Records to process =>
____

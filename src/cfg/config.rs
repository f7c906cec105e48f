//! Front-end configuration
//!
//! `defaults/frontend.default.toml` is embedded into the library so the
//! documented defaults and [`Default`] impls stay in sync. Hosts layer their
//! own files and overrides on top through [`Loader`] before deserializing
//! into [`FrontendConfig`].

use config::builder::DefaultState;
use config::{Config, ConfigBuilder, ConfigError, File, FileFormat, ValueKind};
use serde::Deserialize;
use std::path::Path;

const DEFAULT_TOML: &str = include_str!("../../defaults/frontend.default.toml");

#[derive(Debug, Clone, Default, PartialEq, Eq, Deserialize)]
pub struct FrontendConfig {
    pub lexer: LexerOptions,
    pub parser: ParserOptions,
}

#[derive(Debug, Clone, Default, PartialEq, Eq, Deserialize)]
pub struct LexerOptions {
    /// Emit `Illegal` tokens instead of failing on unrecognised bytes
    pub recover_illegal_characters: bool,
}

#[derive(Debug, Clone, PartialEq, Eq, Deserialize)]
pub struct ParserOptions {
    /// Resynchronise after an embedded error instead of stopping
    pub recover: bool,
    pub max_errors: usize,
}

impl Default for ParserOptions {
    fn default() -> Self {
        Self {
            recover: true,
            max_errors: 64,
        }
    }
}

impl ParserOptions {
    /// Stop at the first syntax error
    pub fn strict() -> Self {
        Self {
            recover: false,
            ..Self::default()
        }
    }
}

/// Layers user overrides over the built-in defaults
#[derive(Debug, Clone)]
pub struct Loader {
    builder: ConfigBuilder<DefaultState>,
}

impl Loader {
    pub fn new() -> Self {
        let builder = Config::builder().add_source(File::from_str(DEFAULT_TOML, FileFormat::Toml));
        Self { builder }
    }

    /// Layer a TOML file. Missing files are an error at build time.
    pub fn with_file(mut self, path: impl AsRef<Path>) -> Self {
        let source = File::from(path.as_ref())
            .format(FileFormat::Toml)
            .required(true);
        self.builder = self.builder.add_source(source);
        self
    }

    pub fn with_optional_file(mut self, path: impl AsRef<Path>) -> Self {
        let source = File::from(path.as_ref())
            .format(FileFormat::Toml)
            .required(false);
        self.builder = self.builder.add_source(source);
        self
    }

    /// Layer TOML text, e.g. a settings blob sent by an editor host
    pub fn with_toml(mut self, toml: &str) -> Self {
        self.builder = self
            .builder
            .add_source(File::from_str(toml, FileFormat::Toml));
        self
    }

    pub fn set_override<I>(mut self, key: &str, value: I) -> Result<Self, ConfigError>
    where
        I: Into<ValueKind>,
    {
        self.builder = self.builder.set_override(key, value)?;
        Ok(self)
    }

    pub fn build(self) -> Result<FrontendConfig, ConfigError> {
        self.builder.build()?.try_deserialize()
    }
}

impl Default for Loader {
    fn default() -> Self {
        Self::new()
    }
}

pub fn load_defaults() -> Result<FrontendConfig, ConfigError> {
    Loader::new().build()
}
//! Error types for tree operations

use thiserror::Error;

use super::node::{NodeKind, PayloadShape};

#[derive(Debug, Clone, PartialEq, Eq, Error)]
pub enum TreeError {
    /// The operation needs a payload shape the node does not hold
    #[error("{kind} node holds {found}, expected {expected}")]
    PayloadMismatch {
        kind: NodeKind,
        expected: PayloadShape,
        found: PayloadShape,
    },

    #[error("{kind} node has {len} children, no child at index {index}")]
    ChildNotFound {
        kind: NodeKind,
        index: usize,
        len: usize,
    },

    #[error("{kind} node has no child named `{name}`")]
    NameNotFound { kind: NodeKind, name: String },

    /// Empty sentinels never become part of a tree
    #[error("an Empty node cannot be attached as a child")]
    EmptyChild,

    #[error("attaching the node would make it its own ancestor")]
    WouldCycle,
}
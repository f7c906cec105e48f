//! Public entry points of the parser

use tracing::debug;

use crate::cfg::ast::Ast;
use crate::cfg::config::{FrontendConfig, ParserOptions};
use crate::cfg::lexer::{tokenize_with_options, LexError, SpannedToken, Token};

use super::elements::program;
use super::parser::Parser;

/// Parse a bare token sequence. Nodes carry no source ranges.
pub fn parse(tokens: Vec<Token>) -> Ast {
    let spanned = tokens.into_iter().map(|t| (t, 0..0)).collect();
    let mut ast = parse_with_options(spanned, ParserOptions::default());
    ast.clear_spans();
    ast
}

pub fn parse_with_spans(tokens: Vec<SpannedToken>) -> Ast {
    parse_with_options(tokens, ParserOptions::default())
}

/// Parse spanned tokens into a finished tree. Syntax errors are embedded as
/// `Error` nodes; this never fails.
pub fn parse_with_options(tokens: Vec<SpannedToken>, options: ParserOptions) -> Ast {
    let token_count = tokens.len();
    let mut parser = Parser::new(tokens, options);
    let root = program(&mut parser);

    let mut ast = parser.into_ast();
    ast.set_root(root);
    debug!(
        tokens = token_count,
        errors = ast.errors().len(),
        "built syntax tree"
    );
    ast
}

/// Tokenize and parse `source` with the given configuration
pub fn parse_source(source: impl AsRef<[u8]>, config: &FrontendConfig) -> Result<Ast, LexError> {
    let tokens = tokenize_with_options(source, &config.lexer)?;
    Ok(parse_with_options(tokens, config.parser.clone()))
}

____

Task statement =>
Copy out every entry exactly.

Exercise solution =>
filename src/cfg/config.rs
repository f7c906cec105e48f
//! Front-end configuration
//!
//! `defaults/frontend.default.toml` is embedded into the library so the
//! documented defaults and [`Default`] impls stay in sync. Hosts layer their
//! own files and overrides on top through [`Loader`] before deserializing
//! into [`FrontendConfig`].

use config::builder::DefaultState;
use config::{Config, ConfigBuilder, ConfigError, File, FileFormat, ValueKind};
use serde::Deserialize;
use std::path::Path;

const DEFAULT_TOML: &str = include_str!("../../defaults/frontend.default.toml");

#[derive(Debug, Clone, Default, PartialEq, Eq, Deserialize)]
pub struct FrontendConfig {
    pub lexer: LexerOptions,
    pub parser: ParserOptions,
}

#[derive(Debug, Clone, Default, PartialEq, Eq, Deserialize)]
pub struct LexerOptions {
    /// Emit `Illegal` tokens instead of failing on unrecognised bytes
    pub recover_illegal_characters: bool,
}

#[derive(Debug, Clone, PartialEq, Eq, Deserialize)]
pub struct ParserOptions {
    /// Resynchronise after an embedded error instead of stopping
    pub recover: bool,
    pub max_errors: usize,
}

impl Default for ParserOptions {
    fn default() -> Self {
        Self {
            recover: true,
            max_errors: 64,
        }
    }
}

impl ParserOptions {
    /// Stop at the first syntax error
    pub fn strict() -> Self {
        Self {
            recover: false,
            ..Self::default()
        }
    }
}

/// Layers user overrides over the built-in defaults
#[derive(Debug, Clone)]
pub struct Loader {
    builder: ConfigBuilder<DefaultState>,
}

impl Loader {
    pub fn new() -> Self {
        let builder = Config::builder().add_source(File::from_str(DEFAULT_TOML, FileFormat::Toml));
        Self { builder }
    }

    /// Layer a TOML file. Missing files are an error at build time.
    pub fn with_file(mut self, path: impl AsRef<Path>) -> Self {
        let source = File::from(path.as_ref())
            .format(FileFormat::Toml)
            .required(true);
        self.builder = self.builder.add_source(source);
        self
    }

    pub fn with_optional_file(mut self, path: impl AsRef<Path>) -> Self {
        let source = File::from(path.as_ref())
            .format(FileFormat::Toml)
            .required(false);
        self.builder = self.builder.add_source(source);
        self
    }

    /// Layer TOML text, e.g. a settings blob sent by an editor host
    pub fn with_toml(mut self, toml: &str) -> Self {
        self.builder = self
            .builder
            .add_source(File::from_str(toml, FileFormat::Toml));
        self
    }

    pub fn set_override<I>(mut self, key: &str, value: I) -> Result<Self, ConfigError>
    where
        I: Into<ValueKind>,
    {
        self.builder = self.builder.set_override(key, value)?;
        Ok(self)
    }

    pub fn build(self) -> Result<FrontendConfig, ConfigError> {
        self.builder.build()?.try_deserialize()
    }
}

impl Default for Loader {
    fn default() -> Self {
        Self::new()
    }
}

pub fn load_defaults() -> Result<FrontendConfig, ConfigError> {
    Loader::new().build()
}
//! Error types for tree operations

use thiserror::Error;

use super::node::{NodeKind, PayloadShape};

#[derive(Debug, Clone, PartialEq, Eq, Error)]
pub enum TreeError {
    /// The operation needs a payload shape the node does not hold
    #[error("{kind} node holds {found}, expected {expected}")]
    PayloadMismatch {
        kind: NodeKind,
        expected: PayloadShape,
        found: PayloadShape,
    },

    #[error("{kind} node has {len} children, no child at index {index}")]
    ChildNotFound {
        kind: NodeKind,
        index: usize,
        len: usize,
    },

    #[error("{kind} node has no child named `{name}`")]
    NameNotFound { kind: NodeKind, name: String },

    /// Empty sentinels never become part of a tree
    #[error("an Empty node cannot be attached as a child")]
    EmptyChild,

    #[error("attaching the node would make it its own ancestor")]
    WouldCycle,
}
repository f7c906cec105e48f
//! Public entry points of the parser

use tracing::debug;

use crate::cfg::ast::Ast;
use crate::cfg::config::{FrontendConfig, ParserOptions};
use crate::cfg::lexer::{tokenize_with_options, LexError, SpannedToken, Token};

use super::elements::program;
use super::parser::Parser;

/// Parse a bare token sequence. Nodes carry no source ranges.
pub fn parse(tokens: Vec<Token>) -> Ast {
    let spanned = tokens.into_iter().map(|t| (t, 0..0)).collect();
    let mut ast = parse_with_options(spanned, ParserOptions::default());
    ast.clear_spans();
    ast
}

pub fn parse_with_spans(tokens: Vec<SpannedToken>) -> Ast {
    parse_with_options(tokens, ParserOptions::default())
}

/// Parse spanned tokens into a finished tree. Syntax errors are embedded as
/// `Error` nodes; this never fails.
pub fn parse_with_options(tokens: Vec<SpannedToken>, options: ParserOptions) -> Ast {
    let token_count = tokens.len();
    let mut parser = Parser::new(tokens, options);
    let root = program(&mut parser);

    let mut ast = parser.into_ast();
    ast.set_root(root);
    debug!(
        tokens = token_count,
        errors = ast.errors().len(),
        "built syntax tree"
    );
    ast
}

/// Tokenize and parse `source` with the given configuration
pub fn parse_source(source: impl AsRef<[u8]>, config: &FrontendConfig) -> Result<Ast, LexError> {
    let tokens = tokenize_with_options(source, &config.lexer)?;
    Ok(parse_with_options(tokens, config.parser.clone()))
}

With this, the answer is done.